In Natco Pharma (Canada) Inc. v Canada (Health), 2020 FC 788, Justice McHaffie of the Federal Court affirmed that an indirect comparison to an innovative drug triggered data protection measures. Natco filed an ANDS for its new drug containing tenofovir alafenamide hemifumarate (TAF). The ANDS relied on Gilead’s DESCOVY® drug, which contains TAF but was not considered an innovative drug, in contrast to Gilead’s other drug, GENVOYA®, which was the first drug containing TAF to receive an NOC. Justice McHaffie held that Health Canada properly rejected Natco’s ANDS because it made an indirect comparison to GENVOYA® by including bioavailability studies for DESCOVY® compared to GENVOYA®, therefore engaging the data protection measures.
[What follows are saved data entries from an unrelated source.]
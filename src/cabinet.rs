use std::path::{Path, PathBuf};
use std::sync::Arc;

use tracing::{debug, warn};

use crate::consts;
use crate::decompressor::Decompressor;
use crate::engine::{CabEngine, CabinetDesc, CabinetHandle, ContextHandle};
use crate::error::{Error, Result};
use crate::file::FileEntries;

/// One open cabinet archive, possibly the head of a multi-disk set.
///
/// A session moves `Open → (appended)* → Closed`; `Closed` is terminal and
/// every operation other than a repeated [`close`](Self::close) then fails
/// with [`Error::InvalidState`]. Sessions are not meant to be shared across
/// threads; parallelize across independent archives instead, each with its
/// own session.
pub struct Cabinet {
    context: ContextRef,
    handle: Option<CabinetHandle>,
    path: PathBuf,
    desc: CabinetDesc,
}

/// How a session holds its decompressor context: privately, released at
/// close, or shared, owned by the caller.
enum ContextRef {
    Owned(Decompressor),
    Shared(Arc<Decompressor>),
}

impl ContextRef {
    fn get(&self) -> &Decompressor {
        match self {
            ContextRef::Owned(context) => context,
            ContextRef::Shared(context) => context,
        }
    }
}

impl Cabinet {
    /// Opens the cabinet at `path` with a private decompressor context.
    ///
    /// The context lives exactly as long as the session, so teardown order
    /// is deterministic. On failure nothing stays allocated and the engine's
    /// error code is carried in [`Error::Open`].
    pub fn open(engine: Arc<dyn CabEngine>, path: impl AsRef<Path>) -> Result<Cabinet> {
        let context = Decompressor::new(engine)?;
        Cabinet::open_inner(ContextRef::Owned(context), path.as_ref())
    }

    /// Opens the cabinet at `path` against a caller-shared context.
    ///
    /// The session never releases `context`; whoever constructed it owns its
    /// lifetime and must keep it valid until every session bound to it is
    /// closed. Releasing it earlier leaks the native cabinet handle (see
    /// [`close`](Self::close)).
    pub fn open_with(context: Arc<Decompressor>, path: impl AsRef<Path>) -> Result<Cabinet> {
        Cabinet::open_inner(ContextRef::Shared(context), path.as_ref())
    }

    fn open_inner(context: ContextRef, path: &Path) -> Result<Cabinet> {
        // A just-created owned context is released by drop on every error
        // path below.
        let ctx = context.get().handle()?;
        let engine = context.get().engine();
        let handle = match engine.open(ctx, path) {
            Some(handle) => handle,
            None => {
                return Err(Error::Open {
                    path: path.to_path_buf(),
                    code: engine.last_error(ctx),
                });
            }
        };
        let desc = match engine.cabinet(ctx, handle) {
            Some(desc) => desc,
            None => {
                let code = engine.last_error(ctx);
                engine.close(ctx, handle);
                return Err(Error::Open { path: path.to_path_buf(), code });
            }
        };
        Ok(Cabinet { context, handle: Some(handle), path: path.to_path_buf(), desc })
    }

    /// Returns the path this session was opened from. Unlike the header
    /// accessors this stays available after close.
    pub fn path(&self) -> &Path {
        &self.path
    }

    /// Returns the raw cabinet header flags.
    pub fn flags(&self) -> Result<u16> {
        self.ensure_open()?;
        Ok(self.desc.flags)
    }

    /// Returns true if the header marks a predecessor disk.
    pub fn has_predecessor(&self) -> Result<bool> {
        Ok(self.flags()? & consts::FLAG_PREV_CABINET != 0)
    }

    /// Returns true if the header marks a successor disk.
    pub fn has_successor(&self) -> Result<bool> {
        Ok(self.flags()? & consts::FLAG_NEXT_CABINET != 0)
    }

    /// Returns true if the header carries reserved space.
    pub fn has_reserved_space(&self) -> Result<bool> {
        Ok(self.flags()? & consts::FLAG_RESERVE_PRESENT != 0)
    }

    /// Returns the name of the predecessor disk, when this cabinet is part
    /// of a multi-disk set.
    pub fn prev_name(&self) -> Result<Option<&str>> {
        self.ensure_open()?;
        Ok(self.desc.prev_name.as_deref())
    }

    /// Returns the name of the successor disk, when this cabinet is part of
    /// a multi-disk set.
    pub fn next_name(&self) -> Result<Option<&str>> {
        self.ensure_open()?;
        Ok(self.desc.next_name.as_deref())
    }

    /// Returns the cabinet set id shared by all disks of a set.
    pub fn set_id(&self) -> Result<u16> {
        self.ensure_open()?;
        Ok(self.desc.set_id)
    }

    /// Returns this cabinet's (zero-based) index within its cabinet set.
    pub fn set_index(&self) -> Result<u16> {
        self.ensure_open()?;
        Ok(self.desc.set_index)
    }

    /// Returns a cursor over the files contained in this cabinet; after a
    /// successful [`append`](Self::append), that is the union across the
    /// joined set.
    pub fn files(&self) -> Result<FileEntries<'_>> {
        self.ensure_open()?;
        Ok(FileEntries::new(self, self.desc.first_file))
    }

    /// Appends `next` to this session, forming or extending a cabinet set.
    ///
    /// Disks join in ascending order, the first session staying the
    /// authoritative head. A successful merge mutates engine state reachable
    /// from either side, so both sessions' cached descriptions are re-read
    /// here. On failure both sessions are left exactly as they were and the
    /// engine's code is carried in [`Error::Append`].
    pub fn append(&mut self, next: &mut Cabinet) -> Result<()> {
        let (ctx, handle) = self.ensure_open()?;
        let (next_ctx, next_handle) = next.ensure_open()?;
        let engine = Arc::clone(self.context.get().engine());
        let code = engine.append(ctx, handle, next_handle);
        if code != consts::ERR_OK {
            return Err(Error::Append {
                path: self.path.clone(),
                next: next.path.clone(),
                code,
            });
        }
        let desc = engine.cabinet(ctx, handle).ok_or(Error::InvalidState)?;
        let next_engine = Arc::clone(next.context.get().engine());
        let next_desc =
            next_engine.cabinet(next_ctx, next_handle).ok_or(Error::InvalidState)?;
        self.desc = desc;
        next.desc = next_desc;
        Ok(())
    }

    /// Closes the session. Idempotent, and also run on drop.
    ///
    /// The native cabinet handle can only be returned to the engine while
    /// the bound context is still valid. If a shared context was released
    /// before its sessions, the handle is unreachable; that leak is reported
    /// as a warning rather than crashing or being silently ignored. A
    /// privately owned context is released here as the final step.
    pub fn close(&mut self) {
        if let Some(handle) = self.handle.take() {
            let context = self.context.get();
            match context.handle() {
                Ok(ctx) => {
                    debug!(path = %self.path.display(), "closing cabinet");
                    context.engine().close(ctx, handle);
                }
                Err(_) => {
                    warn!(
                        path = %self.path.display(),
                        "leaking native cabinet handle: its decompressor context \
                         was released before the session was closed"
                    );
                }
            }
        }
        if let ContextRef::Owned(context) = &self.context {
            context.release();
        }
    }

    /// The handles needed for an engine call, refused once the session is
    /// closed or its context released.
    pub(crate) fn ensure_open(&self) -> Result<(ContextHandle, CabinetHandle)> {
        let handle = self.handle.ok_or(Error::InvalidState)?;
        let ctx = self.context.get().handle()?;
        Ok((ctx, handle))
    }

    pub(crate) fn engine(&self) -> &Arc<dyn CabEngine> {
        self.context.get().engine()
    }
}

impl std::fmt::Debug for Cabinet {
    fn fmt(&self, f: &mut std::fmt::Formatter<'_>) -> std::fmt::Result {
        let context = match self.context {
            ContextRef::Owned(_) => "owned",
            ContextRef::Shared(_) => "shared",
        };
        f.debug_struct("Cabinet")
            .field("context", &context)
            .field("handle", &self.handle)
            .field("path", &self.path)
            .field("desc", &self.desc)
            .finish()
    }
}

impl Drop for Cabinet {
    fn drop(&mut self) {
        self.close();
    }
}
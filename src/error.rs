use std::io;
use std::path::PathBuf;

use crate::consts;

/// Failures surfaced by cabinet operations.
///
/// Engine-reported failures carry the engine's error code verbatim. No
/// failed operation is retried internally; the engine gives no guidance on
/// retry-safety.
#[derive(Debug, thiserror::Error)]
pub enum Error {
    /// The engine refused to allocate a decompressor context.
    #[error("decompression engine failed to allocate a context")]
    EngineInit,

    /// The engine could not open a cabinet file.
    #[error(
        "failed to open cabinet '{}': {} (engine code {code})",
        .path.display(),
        consts::describe_code(*.code)
    )]
    Open {
        /// Path of the cabinet that failed to open.
        path: PathBuf,
        /// Error code reported by the engine.
        code: i32,
    },

    /// The engine rejected joining two cabinets into a set.
    #[error(
        "failed to append cabinet '{}' to '{}': {} (engine code {code})",
        .next.display(),
        .path.display(),
        consts::describe_code(*.code)
    )]
    Append {
        /// Path of the cabinet being appended to.
        path: PathBuf,
        /// Path of the cabinet that was to be appended.
        next: PathBuf,
        /// Error code reported by the engine.
        code: i32,
    },

    /// The engine failed to extract a contained file. Bytes the engine
    /// already wrote to the destination are left in place.
    #[error(
        "failed to extract '{name}' to '{}': {} (engine code {code})",
        .path.display(),
        consts::describe_code(*.code)
    )]
    Extract {
        /// Name of the contained file.
        name: String,
        /// Destination path handed to the engine.
        path: PathBuf,
        /// Error code reported by the engine.
        code: i32,
    },

    /// Extraction succeeded but the file's timestamp or attributes could
    /// not be restored. The extracted bytes are left in place.
    #[error("extracted '{}' but failed to restore its metadata", .path.display())]
    MetadataRestore {
        /// Path of the extracted file.
        path: PathBuf,
        /// The underlying filesystem error.
        #[source]
        source: io::Error,
    },

    /// Use of a closed session or a released decompressor context.
    #[error("cabinet resource is closed or its decompressor context was released")]
    InvalidState,
}

/// Shorthand for results produced by this crate.
pub type Result<T> = std::result::Result<T, Error>;
//! Data access layer
//!
//! Every pipeline stage reads and writes tables through the `DataSource`
//! trait, addressed by topic name, depth and dataset split:
//! - raw tables (the dataset as shipped, possibly split over several files)
//! - prep tables (narrowed, depth-reduced artifacts of the preprocessor)
//! - feature batch tables (one per compiled feature batch)

mod memory;
pub mod store;

pub use memory::MemorySource;
pub use store::ParquetStore;

use crate::error::Result;
use crate::table::Table;
use arrow::array::RecordBatch;
use arrow::datatypes::SchemaRef;
use strata_core::{Depth, Split, Topic};

/// Name of the base table holding one row per entity.
pub const BASE_TABLE: &str = "base";

/// Streamed record batches of one raw table
pub struct RawScan<'a> {
    schema: SchemaRef,
    batches: Box<dyn Iterator<Item = Result<RecordBatch>> + 'a>,
}

impl<'a> RawScan<'a> {
    pub fn new(
        schema: SchemaRef,
        batches: Box<dyn Iterator<Item = Result<RecordBatch>> + 'a>,
    ) -> Self {
        Self { schema, batches }
    }

    /// Schema of the first file of the scan.
    pub fn schema(&self) -> &SchemaRef {
        &self.schema
    }
}

impl Iterator for RawScan<'_> {
    type Item = Result<RecordBatch>;

    fn next(&mut self) -> Option<Self::Item> {
        self.batches.next()
    }
}

/// Trait for dataset storage backends
pub trait DataSource: Send + Sync {
    /// Read a raw table. `depth: None` selects every file of the topic.
    fn read_raw(&self, name: &str, depth: Option<Depth>, split: Split) -> Result<Table>;

    /// Stream a raw table in batches of at most `batch_rows` rows.
    fn scan_raw(
        &self,
        name: &str,
        depth: Option<Depth>,
        split: Split,
        batch_rows: usize,
    ) -> Result<RawScan<'_>> {
        let table = self.read_raw(name, depth, split)?;
        let schema = table.schema().clone();
        let rows = batch_rows.max(1);
        let batches = table.into_batches().into_iter().flat_map(move |batch| {
            (0..batch.num_rows())
                .step_by(rows)
                .map(|offset| -> Result<RecordBatch> {
                    Ok(batch.slice(offset, rows.min(batch.num_rows() - offset)))
                })
                .collect::<Vec<_>>()
        });
        Ok(RawScan::new(schema, Box::new(batches)))
    }

    /// The base table of a split.
    fn read_base(&self, split: Split) -> Result<Table> {
        self.read_raw(BASE_TABLE, None, split)
    }

    fn read_prep(&self, topic: &Topic, split: Split) -> Result<Table>;

    fn has_prep(&self, topic: &Topic, split: Split) -> bool;

    fn write_prep(&self, topic: &Topic, split: Split, table: &Table) -> Result<()>;

    /// Persist the output of feature batch `index` of a topic.
    fn write_feature_batch(
        &self,
        topic: &str,
        split: Split,
        index: usize,
        table: &Table,
    ) -> Result<()>;
}

/// A raw file name parsed as `{split}_{name}[_{depth}[_{index}]].{format}`
#[derive(Debug, Clone, PartialEq, Eq, PartialOrd, Ord)]
pub struct RawFile {
    pub file_name: String,
    pub split: String,
    pub name: String,
    pub depth: Option<u8>,
    pub index: Option<String>,
    pub format: String,
}

impl RawFile {
    /// Parse a file name. `None` when it has no extension or no name part.
    pub fn parse(file_name: &str) -> Option<Self> {
        let (stem, format) = file_name.rsplit_once('.')?;
        let parts: Vec<&str> = stem.split('_').collect();
        let n = parts.len();
        if n < 2 {
            return None;
        }

        let (name, depth, index) = if n >= 3 && is_digits(parts[n - 2]) {
            (parts[1..n - 2].join("_"), parts[n - 2], Some(parts[n - 1]))
        } else if is_digits(parts[n - 1]) {
            (parts[1..n - 1].join("_"), parts[n - 1], None)
        } else {
            (parts[1..].join("_"), "", None)
        };

        Some(Self {
            file_name: file_name.to_string(),
            split: parts[0].to_string(),
            name,
            depth: depth.parse().ok(),
            index: index.map(str::to_string),
            format: format.to_string(),
        })
    }

    /// Whether this file belongs to `name` at `depth` (any depth when `None`).
    pub fn matches(&self, name: &str, depth: Option<Depth>) -> bool {
        self.name == name && depth.map_or(true, |d| self.depth == Some(d.as_u8()))
    }
}

fn is_digits(text: &str) -> bool {
    !text.is_empty() && text.chars().all(|c| c.is_ascii_digit())
}

#[cfg(test)]
mod tests {
    use super::*;

    #[test]
    fn test_parse_raw_file_names() {
        let file = RawFile::parse("train_credit_bureau_a_2_10.parquet").unwrap();
        assert_eq!(file.split, "train");
        assert_eq!(file.name, "credit_bureau_a");
        assert_eq!(file.depth, Some(2));
        assert_eq!(file.index.as_deref(), Some("10"));
        assert_eq!(file.format, "parquet");

        let file = RawFile::parse("test_person_1.parquet").unwrap();
        assert_eq!(file.name, "person");
        assert_eq!(file.depth, Some(1));
        assert_eq!(file.index, None);

        let file = RawFile::parse("train_base.parquet").unwrap();
        assert_eq!(file.name, "base");
        assert_eq!(file.depth, None);

        assert!(RawFile::parse("README").is_none());
        assert!(RawFile::parse("base.parquet").is_none());
    }

    #[test]
    fn test_matches_depth() {
        let file = RawFile::parse("train_static_0_1.parquet").unwrap();
        assert!(file.matches("static", None));
        assert!(file.matches("static", Some(Depth::Flat)));
        assert!(!file.matches("static", Some(Depth::Entity)));
        assert!(!file.matches("static_cb", None));
    }
}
In Janssen Inc. v. Canada (Attorney General), 2020 FC 904, Justice Zinn of the Federal Court found reasonable Health Canada’s refusal to grant data protection to Janssen’s drug SPRAVATO®, which contains an enantiomer of a previously approved medicinal drug. Under the Food and Drug Regulations, variations of previously approved medicinal ingredients such as enantiomers do not qualify as an “innovative drug” eligible for data protection. Janssen submitted that one should “look beyond” when assessing data protection eligibility and consider other factors such as the fact that SPRAVATO® is a lifesaving drug for a serious illness, that it was granted a priority review status and Janssen provided its own clinical data. Justice Zinn disagreed. To “look beyond” would require Health Canada to depart from Takeda v Canada (Minister of Heath), 2013 FCA 13, which held that the correct interpretation of the Food and Drug Regulations was that no enantiomer of a previously approved medicinal ingredient is entitled to data protection. Janssen has since appealed the decision.
We will continue to monitor the cases that are under appeal and look forward to seeing how IP in the Life Sciences evolves in 2021.